Managing cancer during a pandemic

    Clinicians and researchers are rapidly adapting to working in the midst of a pandemic. Herein, we share our initial thoughts of the consequences of COVID-19 for the oncology community.

    The only thing we know for sure at the time of writing this Editorial is that when it is published in just a few days, new information on the main subject will be available. Only a few months ago we didn’t know about the existence of SARS-CoV-2, but COVID-19, the respiratory disease caused by infection with this virus, is already affecting the way clinical professionals manage patients with cancer.

    We are very grateful to the clinicians and researchers who have taken time to communicate with us in the past few weeks despite working in challenging conditions. Importantly, a common message we hear from them is that they are determined to keep doing whatever it takes to best serve patients with cancer.
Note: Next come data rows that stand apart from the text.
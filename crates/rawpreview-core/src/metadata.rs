//! Image metadata model.
//!
//! [`ImageMetadata`] is produced once per image by the backend's metadata
//! step and never mutated afterwards. Everything the policy layer needs
//! (oriented size, aspect ratio, [`Shape`]) is derived from it.

use serde::{Deserialize, Serialize};

use crate::geometry::{aspect_ratio, Size};

/// How stored pixels map to the upright image, as the EXIF Orientation tag
/// (0x0112) encodes it. Unknown tag values read as [`Orientation::Normal`].
#[derive(Debug, Clone, Copy, PartialEq, Eq, Default, Serialize, Deserialize)]
#[repr(u8)]
pub enum Orientation {
    #[default]
    Normal = 1,
    FlipHorizontal = 2,
    Rotate180 = 3,
    FlipVertical = 4,
    /// Mirror across the top-left to bottom-right diagonal.
    Transpose = 5,
    Rotate90CW = 6,
    /// Mirror across the top-right to bottom-left diagonal.
    Transverse = 7,
    Rotate270CW = 8,
}

impl Orientation {
    /// Quarter-turn orientations, whose upright image has width and height
    /// exchanged.
    #[inline]
    pub fn swaps_dimensions(self) -> bool {
        matches!(
            self,
            Orientation::Transpose
                | Orientation::Rotate90CW
                | Orientation::Transverse
                | Orientation::Rotate270CW
        )
    }
}

impl From<u32> for Orientation {
    fn from(value: u32) -> Self {
        match value {
            2 => Orientation::FlipHorizontal,
            3 => Orientation::Rotate180,
            4 => Orientation::FlipVertical,
            5 => Orientation::Transpose,
            6 => Orientation::Rotate90CW,
            7 => Orientation::Transverse,
            8 => Orientation::Rotate270CW,
            _ => Orientation::Normal,
        }
    }
}

/// Classification of an image's native aspect ratio.
#[derive(Debug, Clone, Copy, PartialEq, Eq, Serialize, Deserialize)]
pub enum Shape {
    Landscape,
    Portrait,
    Square,
}

impl Shape {
    pub fn classify(width: u32, height: u32) -> Self {
        use std::cmp::Ordering;

        match width.cmp(&height) {
            Ordering::Greater => Shape::Landscape,
            Ordering::Less => Shape::Portrait,
            Ordering::Equal => Shape::Square,
        }
    }
}

/// Dimensions, orientation and capture details of one image file.
#[derive(Debug, Clone, Default, PartialEq, Serialize, Deserialize)]
pub struct ImageMetadata {
    /// Stored width; zero when unknown.
    pub width: u32,
    /// Stored height; zero when unknown.
    pub height: u32,
    pub orientation: Orientation,
    /// Capture time, `YYYY-MM-DDTHH:MM:SS` as recorded by the camera.
    pub captured_at: Option<String>,
    /// Camera make (e.g., "Sony").
    pub camera_make: Option<String>,
    /// Camera model (e.g., "ILCE-6600").
    pub camera_model: Option<String>,
    /// ISO sensitivity.
    pub iso: Option<u32>,
    /// Exposure time as a string (e.g., "1/250").
    pub exposure_time: Option<String>,
    /// Aperture as f-number (e.g., 2.8).
    pub aperture: Option<f32>,
    /// Focal length in mm.
    pub focal_length: Option<f32>,
}

impl ImageMetadata {
    /// Metadata carrying only pixel dimensions.
    pub fn with_dimensions(width: u32, height: u32) -> Self {
        Self {
            width,
            height,
            ..Default::default()
        }
    }

    /// Width and height of the upright image.
    pub fn oriented_dimensions(&self) -> (u32, u32) {
        if self.orientation.swaps_dimensions() {
            (self.height, self.width)
        } else {
            (self.width, self.height)
        }
    }

    /// Oriented size as a [`Size`].
    pub fn size(&self) -> Size {
        self.oriented_dimensions().into()
    }

    /// Aspect ratio of the oriented image.
    pub fn aspect_ratio(&self) -> f64 {
        let (w, h) = self.oriented_dimensions();
        aspect_ratio(w as f64, h as f64)
    }

    /// Shape of the oriented image.
    pub fn shape(&self) -> Shape {
        let (w, h) = self.oriented_dimensions();
        Shape::classify(w, h)
    }

    /// True when the backend reported usable pixel dimensions.
    pub fn has_dimensions(&self) -> bool {
        self.width > 0 && self.height > 0
    }
}

/// Normalize an EXIF `DateTime` value ("2024:05:17 14:03:22") to
/// `2024-05-17T14:03:22`.
///
/// Returns `None` unless the value has exactly the EXIF layout with
/// in-range fields. The all-zero placeholder some cameras write is
/// rejected too.
pub fn normalize_exif_datetime(raw: &str) -> Option<String> {
    let raw = raw.trim().trim_matches('"').trim();
    // from_ascii ignores anything past the 19th byte
    if raw.len() != 19 {
        return None;
    }

    let dt = exif::DateTime::from_ascii(raw.as_bytes()).ok()?;
    let in_range = dt.year > 0
        && (1..=12).contains(&dt.month)
        && (1..=31).contains(&dt.day)
        && dt.hour < 24
        && dt.minute < 60
        && dt.second < 60;
    if !in_range {
        return None;
    }

    Some(format!(
        "{:04}-{:02}-{:02}T{:02}:{:02}:{:02}",
        dt.year, dt.month, dt.day, dt.hour, dt.minute, dt.second
    ))
}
    Across continents, a common feeling of uncertainty is emerging about the impact of COVID-19. The effect of the pandemic on patients with cancer and the professionals involved in their care remains unclear at present; however, rapid and difficult decisions have had to be made. The response to the pandemic is a major priority that is straining already fragile health-care systems, although many patients with cancer cannot put their treatment on hold. According to studies of patients receiving treatment for COVID-19 in Chinese hospitals, those with cancer seem to have a higher risk of COVID-19 (refs1,2) and less favourable outcomes from this disease1. We eagerly await data from additional studies addressing how COVID-19 affects patients with cancer, which will need to be carefully interpreted.

    In a Comment in Nature Reviews Clinical Oncology, Hanna et al.3 discuss the competing risks faced by patients with cancer risking exposure to SARS-CoV-2 in order to receive treatment. With precaution as a driving principle, these investigators propose a framework to minimize exposure while providing optimal care in three scenarios defined according to the severity of the crisis at a given health-care facility3. In this framework, prioritization is a key concept — indeed, in the near future we expect to read more articles discussing changes in priorities to improve delivery of care to important populations, including elderly patients, individuals awaiting test results, those with social and financial difficulties as well as cancer survivors, among others.

    This pandemic is also affecting oncology clinical trials. To our knowledge, patient recruitment has been interrupted in clinical trials at several major institutions. Clinicians and regulators need prospective evidence in order to improve treatments and, thus, the interruption of trial enrolment will clearly have long-term consequences. Preclinical research is another fundamental determinant of how patients with cancer will be treated in the future. With researchers having to close their laboratories to comply with confinement regulations, a vast number of potentially relevant studies are now on hold.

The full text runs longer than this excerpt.